__What the exercise asks__
All of the data below should be returned exactly.

__Materials provided__

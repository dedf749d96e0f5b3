//! Rule-based kitchen recommendations
//!
//! Rules are data: each has a predicate over a [`RuleContext`] and produces
//! either a warning or a recommendation. All rules are evaluated in order and
//! none can remove output. Warnings always come before recommendations.

use crate::analysis::types::{SentimentLabel, TextSignal};
use crate::config::constants::{contexts, thresholds};

/// Inputs a rule may look at
pub struct RuleContext<'a> {
    pub lower_text: String,
    pub signal: &'a TextSignal,
    pub context: &'a str,
}

impl<'a> RuleContext<'a> {
    pub fn new(text: &str, signal: &'a TextSignal, context: &'a str) -> Self {
        Self {
            lower_text: text.to_lowercase(),
            signal,
            context,
        }
    }

    fn is_user_preferences(&self) -> bool {
        self.context == contexts::USER_PREFERENCES
    }

    fn sentiment(&self) -> SentimentLabel {
        self.signal.sentiment_label
    }

    fn emotion(&self) -> &str {
        &self.signal.dominant_emotion
    }

    fn has_keyword(&self, keyword: &str) -> bool {
        self.signal.keywords.iter().any(|k| k == keyword)
    }
}

#[derive(Debug, Clone, PartialEq, Eq)]
pub enum Advice {
    Warning(String),
    Recommendation(String),
}

#[derive(Clone, Copy)]
pub struct Rule {
    pub name: &'static str,
    pub applies: fn(&RuleContext<'_>) -> bool,
    pub advice: fn(&RuleContext<'_>) -> Advice,
}

impl std::fmt::Debug for Rule {
    fn fmt(&self, f: &mut std::fmt::Formatter<'_>) -> std::fmt::Result {
        f.debug_struct("Rule").field("name", &self.name).finish()
    }
}

fn warning(text: &str) -> Advice {
    Advice::Warning(text.to_string())
}

fn recommendation(text: &str) -> Advice {
    Advice::Recommendation(text.to_string())
}

const DEFAULT_RULES: &[Rule] = &[
    Rule {
        name: "user_preferences",
        applies: |ctx| ctx.is_user_preferences(),
        advice: |_| recommendation("Consider customer preferences when preparing their order"),
    },
    Rule {
        name: "generally_positive",
        applies: |ctx| ctx.is_user_preferences() && ctx.sentiment() == SentimentLabel::Positive,
        advice: |_| recommendation("Customer has generally positive feedback - maintain quality"),
    },
    Rule {
        name: "generally_negative",
        applies: |ctx| ctx.is_user_preferences() && ctx.sentiment() == SentimentLabel::Negative,
        advice: |_| warning("Customer has had negative experiences - handle with extra care"),
    },
    Rule {
        name: "very_negative",
        applies: |ctx| ctx.sentiment() == SentimentLabel::VeryNegative,
        advice: |_| warning("Customer has had very negative experiences previously"),
    },
    Rule {
        name: "very_positive",
        applies: |ctx| ctx.sentiment() == SentimentLabel::VeryPositive,
        advice: |_| {
            recommendation("Customer has been very satisfied previously - maintain high standards")
        },
    },
    Rule {
        name: "anger",
        applies: |ctx| ctx.emotion() == "anger",
        advice: |_| warning("Customer has expressed frustration in past feedback"),
    },
    Rule {
        name: "joy",
        applies: |ctx| ctx.emotion() == "joy",
        advice: |_| {
            recommendation("Customer has expressed happiness with similar items previously")
        },
    },
    Rule {
        name: "spice",
        applies: |ctx| ctx.lower_text.contains("spicy") || ctx.has_keyword("spicy"),
        advice: |_| recommendation("Customer frequently mentions spice levels - adjust as needed"),
    },
    Rule {
        name: "salt",
        applies: |ctx| ctx.lower_text.contains("salty") || ctx.has_keyword("salty"),
        advice: |_| {
            warning("Customer has complained about saltiness before - monitor salt content")
        },
    },
    Rule {
        name: "texture",
        applies: |ctx| ctx.lower_text.contains("crunch") || ctx.has_keyword("crisp"),
        advice: |_| recommendation("Customer values texture - pay attention to crispness"),
    },
    Rule {
        name: "ingredients",
        applies: |ctx| !ctx.signal.entities.ingredients.is_empty(),
        advice: |ctx| {
            Advice::Recommendation(format!(
                "Notable ingredients mentioned: {}",
                ctx.signal.entities.ingredients.join(", ")
            ))
        },
    },
    Rule {
        name: "qualities",
        applies: |ctx| !ctx.signal.entities.qualities.is_empty(),
        advice: |ctx| {
            Advice::Recommendation(format!(
                "Customer values: {}",
                ctx.signal.entities.qualities.join(", ")
            ))
        },
    },
];

const CONTINUE_CURRENT: &str = "Continue current preparation methods";
const VERIFY_QUALITY: &str = "Verify quality meets standards";

#[derive(Debug, Clone)]
pub struct RecommendationSynthesizer {
    rules: Vec<Rule>,
}

impl Default for RecommendationSynthesizer {
    fn default() -> Self {
        Self {
            rules: DEFAULT_RULES.to_vec(),
        }
    }
}

impl RecommendationSynthesizer {
    pub fn new() -> Self {
        Self::default()
    }

    /// Append a rule after the built-in ones
    pub fn with_rule(mut self, rule: Rule) -> Self {
        self.rules.push(rule);
        self
    }

    pub fn rule_names(&self) -> impl Iterator<Item = &'static str> + '_ {
        self.rules.iter().map(|r| r.name)
    }

    pub fn synthesize(&self, text: &str, signal: &TextSignal, context: &str) -> Vec<String> {
        let ctx = RuleContext::new(text, signal, context);
        let mut warnings = Vec::new();
        let mut recommendations = Vec::new();

        for rule in self.rules.iter().filter(|rule| (rule.applies)(&ctx)) {
            match (rule.advice)(&ctx) {
                Advice::Warning(text) => warnings.push(text),
                Advice::Recommendation(text) => recommendations.push(text),
            }
        }

        if recommendations.len() <= thresholds::MIN_RECOMMENDATIONS {
            let fallback = if signal.sentiment_label.is_positive() {
                CONTINUE_CURRENT
            } else {
                VERIFY_QUALITY
            };
            recommendations.push(fallback.to_string());
        }

        warnings.extend(recommendations);
        warnings
    }
}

__Your response__
repository dedf749d96e0f5b3
//! Rule-based kitchen recommendations
//!
//! Rules are data: each has a predicate over a [`RuleContext`] and produces
//! either a warning or a recommendation. All rules are evaluated in order and
//! none can remove output. Warnings always come before recommendations.

use crate::analysis::types::{SentimentLabel, TextSignal};
use crate::config::constants::{contexts, thresholds};

/// Inputs a rule may look at
pub struct RuleContext<'a> {
    pub lower_text: String,
    pub signal: &'a TextSignal,
    pub context: &'a str,
}

impl<'a> RuleContext<'a> {
    pub fn new(text: &str, signal: &'a TextSignal, context: &'a str) -> Self {
        Self {
            lower_text: text.to_lowercase(),
            signal,
            context,
        }
    }

    fn is_user_preferences(&self) -> bool {
        self.context == contexts::USER_PREFERENCES
    }

    fn sentiment(&self) -> SentimentLabel {
        self.signal.sentiment_label
    }

    fn emotion(&self) -> &str {
        &self.signal.dominant_emotion
    }

    fn has_keyword(&self, keyword: &str) -> bool {
        self.signal.keywords.iter().any(|k| k == keyword)
    }
}

#[derive(Debug, Clone, PartialEq, Eq)]
pub enum Advice {
    Warning(String),
    Recommendation(String),
}

#[derive(Clone, Copy)]
pub struct Rule {
    pub name: &'static str,
    pub applies: fn(&RuleContext<'_>) -> bool,
    pub advice: fn(&RuleContext<'_>) -> Advice,
}

impl std::fmt::Debug for Rule {
    fn fmt(&self, f: &mut std::fmt::Formatter<'_>) -> std::fmt::Result {
        f.debug_struct("Rule").field("name", &self.name).finish()
    }
}

fn warning(text: &str) -> Advice {
    Advice::Warning(text.to_string())
}

fn recommendation(text: &str) -> Advice {
    Advice::Recommendation(text.to_string())
}

const DEFAULT_RULES: &[Rule] = &[
    Rule {
        name: "user_preferences",
        applies: |ctx| ctx.is_user_preferences(),
        advice: |_| recommendation("Consider customer preferences when preparing their order"),
    },
    Rule {
        name: "generally_positive",
        applies: |ctx| ctx.is_user_preferences() && ctx.sentiment() == SentimentLabel::Positive,
        advice: |_| recommendation("Customer has generally positive feedback - maintain quality"),
    },
    Rule {
        name: "generally_negative",
        applies: |ctx| ctx.is_user_preferences() && ctx.sentiment() == SentimentLabel::Negative,
        advice: |_| warning("Customer has had negative experiences - handle with extra care"),
    },
    Rule {
        name: "very_negative",
        applies: |ctx| ctx.sentiment() == SentimentLabel::VeryNegative,
        advice: |_| warning("Customer has had very negative experiences previously"),
    },
    Rule {
        name: "very_positive",
        applies: |ctx| ctx.sentiment() == SentimentLabel::VeryPositive,
        advice: |_| {
            recommendation("Customer has been very satisfied previously - maintain high standards")
        },
    },
    Rule {
        name: "anger",
        applies: |ctx| ctx.emotion() == "anger",
        advice: |_| warning("Customer has expressed frustration in past feedback"),
    },
    Rule {
        name: "joy",
        applies: |ctx| ctx.emotion() == "joy",
        advice: |_| {
            recommendation("Customer has expressed happiness with similar items previously")
        },
    },
    Rule {
        name: "spice",
        applies: |ctx| ctx.lower_text.contains("spicy") || ctx.has_keyword("spicy"),
        advice: |_| recommendation("Customer frequently mentions spice levels - adjust as needed"),
    },
    Rule {
        name: "salt",
        applies: |ctx| ctx.lower_text.contains("salty") || ctx.has_keyword("salty"),
        advice: |_| {
            warning("Customer has complained about saltiness before - monitor salt content")
        },
    },
    Rule {
        name: "texture",
        applies: |ctx| ctx.lower_text.contains("crunch") || ctx.has_keyword("crisp"),
        advice: |_| recommendation("Customer values texture - pay attention to crispness"),
    },
    Rule {
        name: "ingredients",
        applies: |ctx| !ctx.signal.entities.ingredients.is_empty(),
        advice: |ctx| {
            Advice::Recommendation(format!(
                "Notable ingredients mentioned: {}",
                ctx.signal.entities.ingredients.join(", ")
            ))
        },
    },
    Rule {
        name: "qualities",
        applies: |ctx| !ctx.signal.entities.qualities.is_empty(),
        advice: |ctx| {
            Advice::Recommendation(format!(
                "Customer values: {}",
                ctx.signal.entities.qualities.join(", ")
            ))
        },
    },
];

const CONTINUE_CURRENT: &str = "Continue current preparation methods";
const VERIFY_QUALITY: &str = "Verify quality meets standards";

#[derive(Debug, Clone)]
pub struct RecommendationSynthesizer {
    rules: Vec<Rule>,
}

impl Default for RecommendationSynthesizer {
    fn default() -> Self {
        Self {
            rules: DEFAULT_RULES.to_vec(),
        }
    }
}

impl RecommendationSynthesizer {
    pub fn new() -> Self {
        Self::default()
    }

    /// Append a rule after the built-in ones
    pub fn with_rule(mut self, rule: Rule) -> Self {
        self.rules.push(rule);
        self
    }

    pub fn rule_names(&self) -> impl Iterator<Item = &'static str> + '_ {
        self.rules.iter().map(|r| r.name)
    }

    pub fn synthesize(&self, text: &str, signal: &TextSignal, context: &str) -> Vec<String> {
        let ctx = RuleContext::new(text, signal, context);
        let mut warnings = Vec::new();
        let mut recommendations = Vec::new();

        for rule in self.rules.iter().filter(|rule| (rule.applies)(&ctx)) {
            match (rule.advice)(&ctx) {
                Advice::Warning(text) => warnings.push(text),
                Advice::Recommendation(text) => recommendations.push(text),
            }
        }

        if recommendations.len() <= thresholds::MIN_RECOMMENDATIONS {
            let fallback = if signal.sentiment_label.is_positive() {
                CONTINUE_CURRENT
            } else {
                VERIFY_QUALITY
            };
            recommendations.push(fallback.to_string());
        }

        warnings.extend(recommendations);
        warnings
    }
}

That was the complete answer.